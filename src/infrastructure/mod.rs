pub mod collectors;
pub mod export;
pub mod probes;
#![allow(clippy::expect_used)]

use tokio::io::{AsyncBufReadExt, AsyncReadExt, AsyncWriteExt, BufReader};
use tokio::net::TcpListener;

use hostcheck::application::config::{DependencyConfig, EndpointConfig, PostgresConfig};
use hostcheck::domain::entities::DependencyStatus;
use hostcheck::infrastructure::probes::{build_probes, run_probes, ProbeCapabilities};

/// Minimal RESP server: `+PONG` for `PING`, `+OK` for anything else.
async fn fake_redis() -> u16 {
    let listener = TcpListener::bind("127.0.0.1:0").await.expect("bind");
    let port = listener.local_addr().expect("local addr").port();
    tokio::spawn(async move {
        let (socket, _) = listener.accept().await.expect("accept");
        let mut stream = BufReader::new(socket);
        let mut line = String::new();
        loop {
            line.clear();
            if stream.read_line(&mut line).await.unwrap_or(0) == 0 {
                break;
            }
            let Some(count) = line.trim_end().strip_prefix('*') else {
                break;
            };
            let count: usize = count.parse().expect("array length");
            let mut command = String::new();
            for i in 0..count {
                line.clear();
                stream.read_line(&mut line).await.expect("bulk header");
                let len: usize = line.trim_end()[1..].parse().expect("bulk length");
                let mut arg = vec![0u8; len + 2];
                stream.read_exact(&mut arg).await.expect("bulk body");
                if i == 0 {
                    command = String::from_utf8_lossy(&arg[..len]).to_uppercase();
                }
            }
            let reply: &[u8] = if command == "PING" { b"+PONG\r\n" } else { b"+OK\r\n" };
            stream.get_mut().write_all(reply).await.expect("write reply");
        }
    });
    port
}

/// Accepts one PostgreSQL startup and lets the login through.
async fn fake_postgres() -> u16 {
    let listener = TcpListener::bind("127.0.0.1:0").await.expect("bind");
    let port = listener.local_addr().expect("local addr").port();
    tokio::spawn(async move {
        let (mut socket, _) = listener.accept().await.expect("accept");
        let len = socket.read_u32().await.expect("startup length");
        let mut startup = vec![0u8; len as usize - 4];
        socket.read_exact(&mut startup).await.expect("startup body");
        // AuthenticationOk, then ReadyForQuery (idle).
        socket
            .write_all(&[b'R', 0, 0, 0, 8, 0, 0, 0, 0, b'Z', 0, 0, 0, 5, b'I'])
            .await
            .expect("write reply");
        let mut rest = Vec::new();
        let _ = socket.read_to_end(&mut rest).await;
    });
    port
}

async fn closed_port() -> u16 {
    let listener = TcpListener::bind("127.0.0.1:0").await.expect("bind");
    let port = listener.local_addr().expect("local addr").port();
    drop(listener);
    port
}

fn endpoint(port: u16) -> EndpointConfig {
    EndpointConfig {
        host: "127.0.0.1".into(),
        port,
        timeout_secs: 2,
    }
}

fn postgres(port: u16) -> PostgresConfig {
    PostgresConfig {
        endpoint: endpoint(port),
        user: "monitor".into(),
        database: Some("app".into()),
        password: Some("s3cret".into()),
    }
}

#[cfg(all(feature = "redis", feature = "postgres"))]
#[tokio::test]
async fn reachable_dependencies_are_connected() {
    let config = DependencyConfig {
        redis: Some(endpoint(fake_redis().await)),
        postgres: Some(postgres(fake_postgres().await)),
    };

    let checks = run_probes(&build_probes(&config, ProbeCapabilities::detect())).await;

    let summary: Vec<(&str, &DependencyStatus)> =
        checks.iter().map(|c| (c.name.as_str(), &c.status)).collect();
    assert_eq!(
        summary,
        vec![
            ("redis", &DependencyStatus::Connected),
            ("postgres", &DependencyStatus::Connected),
        ]
    );
}

#[cfg(feature = "redis")]
#[tokio::test]
async fn unreachable_redis_fails_without_error() {
    let config = DependencyConfig {
        redis: Some(endpoint(closed_port().await)),
        postgres: None,
    };

    let checks = run_probes(&build_probes(&config, ProbeCapabilities::detect())).await;

    assert_eq!(checks.len(), 1);
    assert_eq!(checks[0].status.as_str(), "FAILED");
    assert!(checks[0]
        .status
        .message()
        .is_some_and(|m| m.starts_with("redis: ")));
}

#[tokio::test]
async fn missing_support_is_skipped_without_io() {
    // Nothing listens on this port; a skipped probe must not try to connect.
    let port = closed_port().await;
    let config = DependencyConfig {
        redis: Some(endpoint(port)),
        postgres: Some(postgres(port)),
    };
    let caps = ProbeCapabilities {
        redis: false,
        postgres: true,
    };

    let checks = run_probes(&build_probes(&config, caps)).await;

    assert_eq!(
        checks[0].status,
        DependencyStatus::Skipped("redis support not compiled in".into())
    );
    assert_eq!(checks[1].name, "postgres");
}

#[tokio::test]
async fn no_configured_dependencies_means_no_checks() {
    let checks = run_probes(&build_probes(
        &DependencyConfig::default(),
        ProbeCapabilities::detect(),
    ))
    .await;
    assert!(checks.is_empty());
}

* * *

ACTIVITY: Reproduce each line of the data without any change.

TASK SOLUTION:
filename src/infrastructure/mod.rs
pub mod collectors;
pub mod export;
pub mod probes;
#![allow(clippy::expect_used)]

use tokio::io::{AsyncBufReadExt, AsyncReadExt, AsyncWriteExt, BufReader};
use tokio::net::TcpListener;

use hostcheck::application::config::{DependencyConfig, EndpointConfig, PostgresConfig};
use hostcheck::domain::entities::DependencyStatus;
use hostcheck::infrastructure::probes::{build_probes, run_probes, ProbeCapabilities};

/// Minimal RESP server: `+PONG` for `PING`, `+OK` for anything else.
async fn fake_redis() -> u16 {
    let listener = TcpListener::bind("127.0.0.1:0").await.expect("bind");
    let port = listener.local_addr().expect("local addr").port();
    tokio::spawn(async move {
        let (socket, _) = listener.accept().await.expect("accept");
        let mut stream = BufReader::new(socket);
        let mut line = String::new();
        loop {
            line.clear();
            if stream.read_line(&mut line).await.unwrap_or(0) == 0 {
                break;
            }
            let Some(count) = line.trim_end().strip_prefix('*') else {
                break;
            };
            let count: usize = count.parse().expect("array length");
            let mut command = String::new();
            for i in 0..count {
                line.clear();
                stream.read_line(&mut line).await.expect("bulk header");
                let len: usize = line.trim_end()[1..].parse().expect("bulk length");
                let mut arg = vec![0u8; len + 2];
                stream.read_exact(&mut arg).await.expect("bulk body");
                if i == 0 {
                    command = String::from_utf8_lossy(&arg[..len]).to_uppercase();
                }
            }
            let reply: &[u8] = if command == "PING" { b"+PONG\r\n" } else { b"+OK\r\n" };
            stream.get_mut().write_all(reply).await.expect("write reply");
        }
    });
    port
}

/// Accepts one PostgreSQL startup and lets the login through.
async fn fake_postgres() -> u16 {
    let listener = TcpListener::bind("127.0.0.1:0").await.expect("bind");
    let port = listener.local_addr().expect("local addr").port();
    tokio::spawn(async move {
        let (mut socket, _) = listener.accept().await.expect("accept");
        let len = socket.read_u32().await.expect("startup length");
        let mut startup = vec![0u8; len as usize - 4];
        socket.read_exact(&mut startup).await.expect("startup body");
        // AuthenticationOk, then ReadyForQuery (idle).
        socket
            .write_all(&[b'R', 0, 0, 0, 8, 0, 0, 0, 0, b'Z', 0, 0, 0, 5, b'I'])
            .await
            .expect("write reply");
        let mut rest = Vec::new();
        let _ = socket.read_to_end(&mut rest).await;
    });
    port
}

async fn closed_port() -> u16 {
    let listener = TcpListener::bind("127.0.0.1:0").await.expect("bind");
    let port = listener.local_addr().expect("local addr").port();
    drop(listener);
    port
}

fn endpoint(port: u16) -> EndpointConfig {
    EndpointConfig {
        host: "127.0.0.1".into(),
        port,
        timeout_secs: 2,
    }
}

fn postgres(port: u16) -> PostgresConfig {
    PostgresConfig {
        endpoint: endpoint(port),
        user: "monitor".into(),
        database: Some("app".into()),
        password: Some("s3cret".into()),
    }
}

#[cfg(all(feature = "redis", feature = "postgres"))]
#[tokio::test]
async fn reachable_dependencies_are_connected() {
    let config = DependencyConfig {
        redis: Some(endpoint(fake_redis().await)),
        postgres: Some(postgres(fake_postgres().await)),
    };

    let checks = run_probes(&build_probes(&config, ProbeCapabilities::detect())).await;

    let summary: Vec<(&str, &DependencyStatus)> =
        checks.iter().map(|c| (c.name.as_str(), &c.status)).collect();
    assert_eq!(
        summary,
        vec![
            ("redis", &DependencyStatus::Connected),
            ("postgres", &DependencyStatus::Connected),
        ]
    );
}

#[cfg(feature = "redis")]
#[tokio::test]
async fn unreachable_redis_fails_without_error() {
    let config = DependencyConfig {
        redis: Some(endpoint(closed_port().await)),
        postgres: None,
    };

    let checks = run_probes(&build_probes(&config, ProbeCapabilities::detect())).await;

    assert_eq!(checks.len(), 1);
    assert_eq!(checks[0].status.as_str(), "FAILED");
    assert!(checks[0]
        .status
        .message()
        .is_some_and(|m| m.starts_with("redis: ")));
}

#[tokio::test]
async fn missing_support_is_skipped_without_io() {
    // Nothing listens on this port; a skipped probe must not try to connect.
    let port = closed_port().await;
    let config = DependencyConfig {
        redis: Some(endpoint(port)),
        postgres: Some(postgres(port)),
    };
    let caps = ProbeCapabilities {
        redis: false,
        postgres: true,
    };

    let checks = run_probes(&build_probes(&config, caps)).await;

    assert_eq!(
        checks[0].status,
        DependencyStatus::Skipped("redis support not compiled in".into())
    );
    assert_eq!(checks[1].name, "postgres");
}

#[tokio::test]
async fn no_configured_dependencies_means_no_checks() {
    let checks = run_probes(&build_probes(
        &DependencyConfig::default(),
        ProbeCapabilities::detect(),
    ))
    .await;
    assert!(checks.is_empty());
}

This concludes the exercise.